Tuesday, January 19, 2016

2015 NCAA FBS Competitive Balance

Now that the NCAA FBS season is over, let's take a look at how competitive the "league" was this year. For the 2015 season the Noll-Scully Competitive Balance measure was 1.564 for all games played.  Here are previous NCAA FBS season's measures of competitive balance (2002-2012) and (2013-2014) for the league as a whole including all the post season games in the NCAA FBS.  For those that are interested in calculating this on their own, here is a step-by-step guide as to how to perform the Noll-Scully competitive balance calculation.

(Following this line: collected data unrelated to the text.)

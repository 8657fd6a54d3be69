use std::collections::HashMap;
use std::sync::Arc;

use parking_lot::RwLock;

use crate::error::VfsError;
use crate::path::normalize;
use crate::store::BlobStore;

/// In-memory blob store for tests.
///
/// Cloning is cheap and every clone shares the same blobs, so a test can keep
/// one handle for inspection while another is owned by the code under test.
///
/// # Example
///
/// ```
/// use polywire_vfs::{BlobStore, MemoryStore};
///
/// let store = MemoryStore::new();
/// store.write("list.json", b"[1, 2]").unwrap();
/// assert_eq!(store.get("list.json").unwrap(), b"[1, 2]");
/// ```
#[derive(Clone, Default)]
pub struct MemoryStore {
    blobs: Arc<RwLock<HashMap<String, Vec<u8>>>>,
    read_only: bool,
}

impl MemoryStore {
    /// Create an empty, writable store.
    pub fn new() -> Self {
        Self::default()
    }

    /// A handle to the same blobs that rejects writes.
    pub fn read_only(&self) -> Self {
        Self {
            blobs: Arc::clone(&self.blobs),
            read_only: true,
        }
    }

    /// Insert a blob directly, bypassing the read-only flag.
    ///
    /// Overwrites any existing blob with the same name.
    pub fn insert(&self, name: &str, data: impl Into<Vec<u8>>) -> Result<(), VfsError> {
        let name = normalize(name)?;
        self.blobs.write().insert(name, data.into());
        Ok(())
    }

    /// Current contents of a blob, if any.
    pub fn get(&self, name: &str) -> Option<Vec<u8>> {
        let name = normalize(name).ok()?;
        self.blobs.read().get(&name).cloned()
    }

    /// Remove a blob, returning its data if it existed.
    pub fn remove(&self, name: &str) -> Option<Vec<u8>> {
        let name = normalize(name).ok()?;
        self.blobs.write().remove(&name)
    }

    /// Names of all stored blobs, sorted.
    pub fn names(&self) -> Vec<String> {
        let mut names: Vec<_> = self.blobs.read().keys().cloned().collect();
        names.sort();
        names
    }
}

impl BlobStore for MemoryStore {
    fn read(&self, name: &str) -> Result<Vec<u8>, VfsError> {
        let name = normalize(name)?;
        let blobs = self.blobs.read();
        blobs.get(&name).cloned().ok_or(VfsError::NotFound(name))
    }

    fn exists(&self, name: &str) -> Result<bool, VfsError> {
        let name = normalize(name)?;
        Ok(self.blobs.read().contains_key(&name))
    }

    fn is_read_only(&self) -> bool {
        self.read_only
    }

    fn write(&self, name: &str, data: &[u8]) -> Result<(), VfsError> {
        if self.read_only {
            return Err(VfsError::ReadOnly);
        }
        let name = normalize(name)?;
        log::debug!("memory store: write '{name}' ({} bytes)", data.len());
        self.blobs.write().insert(name, data.to_vec());
        Ok(())
    }
}

#[cfg(test)]
mod tests {
    use super::*;

    #[test]
    fn read_existing_blob() {
        let store = MemoryStore::new();
        store.insert("data.json", b"{}".to_vec()).unwrap();
        assert_eq!(store.read("data.json").unwrap(), b"{}");
    }

    #[test]
    fn read_missing_blob() {
        let store = MemoryStore::new();
        assert!(matches!(
            store.read("nope.xml"),
            Err(VfsError::NotFound(name)) if name == "nope.xml"
        ));
    }

    #[test]
    fn exists_true_and_false() {
        let store = MemoryStore::new();
        store.insert("device.xml", Vec::new()).unwrap();
        assert!(store.exists("device.xml").unwrap());
        assert!(!store.exists("device.json").unwrap());
    }

    #[test]
    fn write_replaces_contents() {
        let store = MemoryStore::new();
        store.write("list.xml", b"first").unwrap();
        store.write("list.xml", b"second").unwrap();
        assert_eq!(store.read("list.xml").unwrap(), b"second");
    }

    #[test]
    fn names_are_normalized() {
        let store = MemoryStore::new();
        store.write("/out\\soap.xml", b"x").unwrap();
        assert_eq!(store.names(), ["out/soap.xml"]);
        assert!(store.exists("out/./soap.xml").unwrap());
    }

    #[test]
    fn invalid_names_are_rejected() {
        let store = MemoryStore::new();
        assert!(matches!(
            store.write("../escape", b"x"),
            Err(VfsError::InvalidPath(_))
        ));
        assert!(matches!(store.read(""), Err(VfsError::InvalidPath(_))));
    }

    #[test]
    fn clones_share_blobs() {
        let store = MemoryStore::new();
        let handle = store.clone();
        handle.write("Person.json", b"[]").unwrap();
        assert_eq!(store.get("Person.json"), Some(b"[]".to_vec()));
    }

    #[test]
    fn read_only_handle() {
        let store = MemoryStore::new();
        store.insert("soap.xml", b"x".to_vec()).unwrap();
        let frozen = store.read_only();
        assert!(frozen.is_read_only());
        assert!(!store.is_read_only());
        assert!(matches!(frozen.write("soap.xml", b"y"), Err(VfsError::ReadOnly)));
        assert_eq!(frozen.read("soap.xml").unwrap(), b"x");
    }

    #[test]
    fn remove_returns_data() {
        let store = MemoryStore::new();
        store.insert("file.txt", b"data".to_vec()).unwrap();
        assert_eq!(store.remove("file.txt"), Some(b"data".to_vec()));
        assert!(store.remove("file.txt").is_none());
    }
}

As you can see from the chart above, that competitive balance among NCAA FBS teams has not changed much from one year to the next.  In fact the average Noll-Scully is 1.526 for this time period.  Of those listed only the 2005 and 2014 NCAA FBS seasons were more competitive than the average (i.e. had a Noll-Scully that was less than one standard deviation below the mean) and the 2003 and 2013 NCAA FBS seasons were less competitive than the average (i.e. had a Noll-Scully that was greater than one standard deviation above the mean).